The first three of those counts arise from B's first complaint against the appellant made in March 2000 to which reference is made later. The first, representative count 3, relates to numerous occasions when the appellant touched or fondled the complainant's vagina. Generally this was done over her clothing, but on at least three occasions underneath her underpants. He also touched her on the vagina while she was in the bath. On another occasion he touched her vagina while they were sleeping in a tent in the backyard of the appellant's home. The appellant admitted fondling B's vagina "quite a few times" and that it happened "quite regularly".
Count 4 relates to one occasion when B's friend C, the appellant's third victim, slept overnight with B at the appellant's home. On that occasion the appellant licked B and C on the vagina. (In so far as this incident relates to C, it is covered by the representative count 10.) Count 5 relates to one instance when B was in her bedroom. The appellant fondled her vagina over her clothes and then grabbed her hand and made her play with his penis.
Counts 6, 7 and 8 arise from B's second complaint made in August 2000[3]. Count 6 is concerned with the occasion when the appellant masturbated himself in front of B before inserting his penis in her mouth (the act of penetration being part of count 7). Count 7 is a representative count which is concerned with the appellant inserting his penis into B's mouth on a number of occasions - the appellant admitted "a couple of dozen times". He also admitted that generally, on those occasions, he ejaculated either on the girl or in the nearby towel. In her complaint in August 2000, B said that such sexual penetrations occurred on five occasions, and, although she could not recall specific incidents, she did say that on one occasion he ejaculated in her mouth, which nearly made her vomit, and she ran into the bathroom and "spat it out". Count 8 relates to an incident where the appellant rubbed Canestan cream over his penis and then inserted it into B's anus. She told him to stop but he continued. She said, "It seemed like a very long time to me, because it kept hurting." She reported that she was crying at the time but the appellant said to her, "Don't cry so loud. Put your head on the pillow so no one hears you." B said that it hurt every time she sat down for the next day or two.
Offences against C - counts 9 to 13
[3]As will appear later, the appellant had, on 30 March 2000, voluntarily told the police of some of his offending conduct which is the subject of count 7.
Counts 9 to 13 relate to C, who was aged seven and eight years during the appellant's offences against her. She lived with her parents in a house near the appellant and was a friend of B and the appellant's son. She stayed at the appellant's house on a number of occasions between 1 May 1998 and 31 October 1999.
Counts 9, 10 and 11 are representative counts relating to numerous offending acts by the appellant against C. Count 9 relates to at least two occasions when she remembered the appellant touching her on the vagina, as well as one occasion when she remembered seeing him touch B on the vagina while B was asleep at his house.

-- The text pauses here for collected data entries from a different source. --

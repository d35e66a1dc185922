//! Terminal operations
//!
//! Terminals realize a recipe, pull indices `0, 1, 2, ...` until the end
//! marker or the first error, and then stop the realized stream. The
//! `*_or_abort` forms panic on error and exist for callers that explicitly
//! opt out of error handling.

use std::time::Instant;

use tracing::debug;

use crate::error::Result;
use crate::record::Record;
use crate::schedule::PipelineConfig;
use crate::table::{Table, TableBuilder};

use super::{Lazy, Pull};

impl<T: Send + 'static> Lazy<T> {
    /// Feed every live row to `sink`, stopping at the first error
    pub fn drain<F>(&self, mut sink: F) -> Result<()>
    where
        F: FnMut(T) -> Result<()>,
    {
        let started = Instant::now();
        let stream = self.realize();
        let (mut rows, mut filtered) = (0u64, 0u64);
        let mut index = 0;
        let outcome = loop {
            match stream.pull(index) {
                Ok(Pull::Row(row)) => {
                    rows += 1;
                    if let Err(e) = sink(row) {
                        break Err(e);
                    }
                }
                Ok(Pull::Filtered) => filtered += 1,
                Ok(Pull::End) => break Ok(()),
                Err(e) => break Err(e),
            }
            index += 1;
        };
        stream.stop();
        debug!(
            rows,
            filtered,
            failed = outcome.is_err(),
            elapsed_ms = started.elapsed().as_millis(),
            "drain finished"
        );
        outcome
    }

    /// Feed every live row to an infallible `f`
    pub fn foreach<F>(&self, mut f: F) -> Result<()>
    where
        F: FnMut(T),
    {
        self.drain(|row| {
            f(row);
            Ok(())
        })
    }

    /// Count live rows
    pub fn count(&self) -> Result<usize> {
        let mut n = 0;
        self.drain(|_| {
            n += 1;
            Ok(())
        })?;
        Ok(n)
    }

    /// Like [`Lazy::drain`], panicking on error
    pub fn drain_or_abort<F>(&self, sink: F)
    where
        F: FnMut(T) -> Result<()>,
    {
        if let Err(e) = self.drain(sink) {
            panic!("pipeline failed: {e}");
        }
    }

    /// Like [`Lazy::count`], panicking on error
    pub fn count_or_abort(&self) -> usize {
        match self.count() {
            Ok(n) => n,
            Err(e) => panic!("pipeline failed: {e}"),
        }
    }
}

impl Lazy<Record> {
    /// Materialize the stream into a table
    pub fn collect(&self) -> Result<Table> {
        self.collect_with(&PipelineConfig::default())
    }

    /// Materialize with an explicit configuration
    ///
    /// The first live row fixes the schema; a later row with other names or
    /// types fails with a schema mismatch.
    pub fn collect_with(&self, config: &PipelineConfig) -> Result<Table> {
        let mut builder = TableBuilder::new(config.collect_capacity);
        self.drain(|row| builder.push(row))?;
        Ok(builder.finish())
    }

    /// Like [`Lazy::collect`], panicking on error
    pub fn collect_or_abort(&self) -> Table {
        match self.collect() {
            Ok(t) => t,
            Err(e) => panic!("pipeline failed: {e}"),
        }
    }
}

#[cfg(test)]
mod tests {
    use super::*;
    use crate::error::Error;
    use crate::value::Value;

    fn row(i: i64) -> Record {
        Record::from_pairs([("i", Value::Int(i))]).unwrap()
    }

    #[test]
    fn test_collect_skips_filtered() {
        let lazy = Lazy::from_fn(|index| {
            Ok(match index {
                1 => Pull::Filtered,
                0 | 2 => Pull::Row(row(index as i64)),
                _ => Pull::End,
            })
        });
        let t = lazy.collect().unwrap();
        assert_eq!(t.len(), 2);
        assert_eq!(t.column("i").unwrap().ints().unwrap(), &[0, 2]);
    }

    #[test]
    fn test_drain_stops_on_sink_error() {
        let lazy = Lazy::from_records((0..10).map(row).collect());
        let mut seen = 0;
        let err = lazy
            .drain(|r| {
                seen += 1;
                if r.int("i")? == 3 {
                    return Err(Error::InvalidArgument("stop".into()));
                }
                Ok(())
            })
            .unwrap_err();
        assert!(matches!(err, Error::InvalidArgument(_)));
        assert_eq!(seen, 4);
    }

    #[test]
    fn test_collect_fails_on_schema_drift() {
        let lazy = Lazy::from_records(vec![row(1), row(2).set("extra", true)]);
        assert!(matches!(lazy.collect(), Err(Error::SchemaMismatch(_))));
    }

    #[test]
    #[should_panic(expected = "pipeline failed")]
    fn test_collect_or_abort_panics() {
        Lazy::<Record>::from_error(|| Error::Mapping("x".into())).collect_or_abort();
    }

    #[test]
    fn test_count_or_abort() {
        assert_eq!(Lazy::from_records(vec![row(1)]).count_or_abort(), 1);
    }
}
//! Lazy, replayable, index-addressed streams
//!
//! A [`Lazy`] value is a recipe: calling [`Lazy::realize`] builds a fresh
//! [`Stream`] with its own internal state, so one recipe may be drained any
//! number of times. Nothing runs until a terminal operation pulls indices
//! `0, 1, 2, ...` through the composed stages.
//!
//! A pull yields a [`Pull`]: a row, a filtered placeholder that keeps index
//! alignment, or the end marker. Once a stream returns [`Pull::End`] for some
//! index it returns `End` for every later index as well.

mod batch;
mod collect;
mod combinators;
mod sources;

use std::fmt;
use std::sync::Arc;

use crate::error::Result;

/// Outcome of pulling one index
#[derive(Debug, Clone, PartialEq)]
pub enum Pull<T> {
    /// A live row
    Row(T),

    /// A dropped row; the index stays allocated
    Filtered,

    /// No more rows at this or any later index
    End,
}

impl<T> Pull<T> {
    /// Check if this is a live row
    pub fn is_row(&self) -> bool {
        matches!(self, Pull::Row(_))
    }

    /// Map the row, keeping placeholders and the end marker
    pub fn map<U>(self, f: impl FnOnce(T) -> U) -> Pull<U> {
        match self {
            Pull::Row(t) => Pull::Row(f(t)),
            Pull::Filtered => Pull::Filtered,
            Pull::End => Pull::End,
        }
    }
}

/// A realized stream
///
/// `pull` may be called concurrently for different indices; every index is
/// pulled at most once per realization.
pub trait Stream<T>: Send + Sync {
    /// Compute the outcome for `index`
    fn pull(&self, index: u64) -> Result<Pull<T>>;

    /// Release ordering coordination and background workers
    ///
    /// Called once by the terminal operation after completion or failure.
    fn stop(&self) {}
}

type Recipe<T> = dyn Fn() -> Box<dyn Stream<T>> + Send + Sync;

/// A replayable stream recipe
pub struct Lazy<T> {
    recipe: Arc<Recipe<T>>,
}

impl<T> Clone for Lazy<T> {
    fn clone(&self) -> Self {
        Self {
            recipe: Arc::clone(&self.recipe),
        }
    }
}

impl<T> fmt::Debug for Lazy<T> {
    fn fmt(&self, f: &mut fmt::Formatter<'_>) -> fmt::Result {
        f.debug_struct("Lazy").finish_non_exhaustive()
    }
}

impl<T: Send + 'static> Lazy<T> {
    /// Create a recipe from a stream factory
    pub fn new<F>(recipe: F) -> Self
    where
        F: Fn() -> Box<dyn Stream<T>> + Send + Sync + 'static,
    {
        Self {
            recipe: Arc::new(recipe),
        }
    }

    /// Build a fresh stream with its own state
    pub fn realize(&self) -> Box<dyn Stream<T>> {
        (self.recipe)()
    }
}

#[cfg(test)]
mod tests {
    use super::*;
    use crate::record::Record;
    use crate::value::Value;

    #[test]
    fn test_pull_map() {
        assert_eq!(Pull::Row(2).map(|x| x * 3), Pull::Row(6));
        assert_eq!(Pull::<i32>::Filtered.map(|x| x * 3), Pull::Filtered);
        assert!(!Pull::<i32>::End.is_row());
    }

    #[test]
    fn test_recipe_is_replayable() {
        let rows = (0..3)
            .map(|i| Record::from_pairs([("i", Value::Int(i))]).unwrap())
            .collect();
        let lazy = Lazy::from_records(rows);
        assert_eq!(lazy.count().unwrap(), 3);
        assert_eq!(lazy.count().unwrap(), 3);
    }
}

The appellant had earlier admitted that he had touched C on the vagina "quite a few times". Count 10 encompasses two occasions on which the appellant licked C's vagina, including a night when she was "sleeping over" in his house with B. C said that "He'd normally do it really, really hard ... . My vagina would get really, really sore". Again, the appellant had earlier admitted that offence. Count 11 relates to incidents where the appellant inserted his penis into C's mouth, but, as distinct from the preceding two counts, C did not refer to those incidents in her VATA tape statement in August 2000. The offence was, however, voluntarily disclosed by the appellant on 30 March 2000, when he admitted that he had engaged in that conduct on about a dozen occasions.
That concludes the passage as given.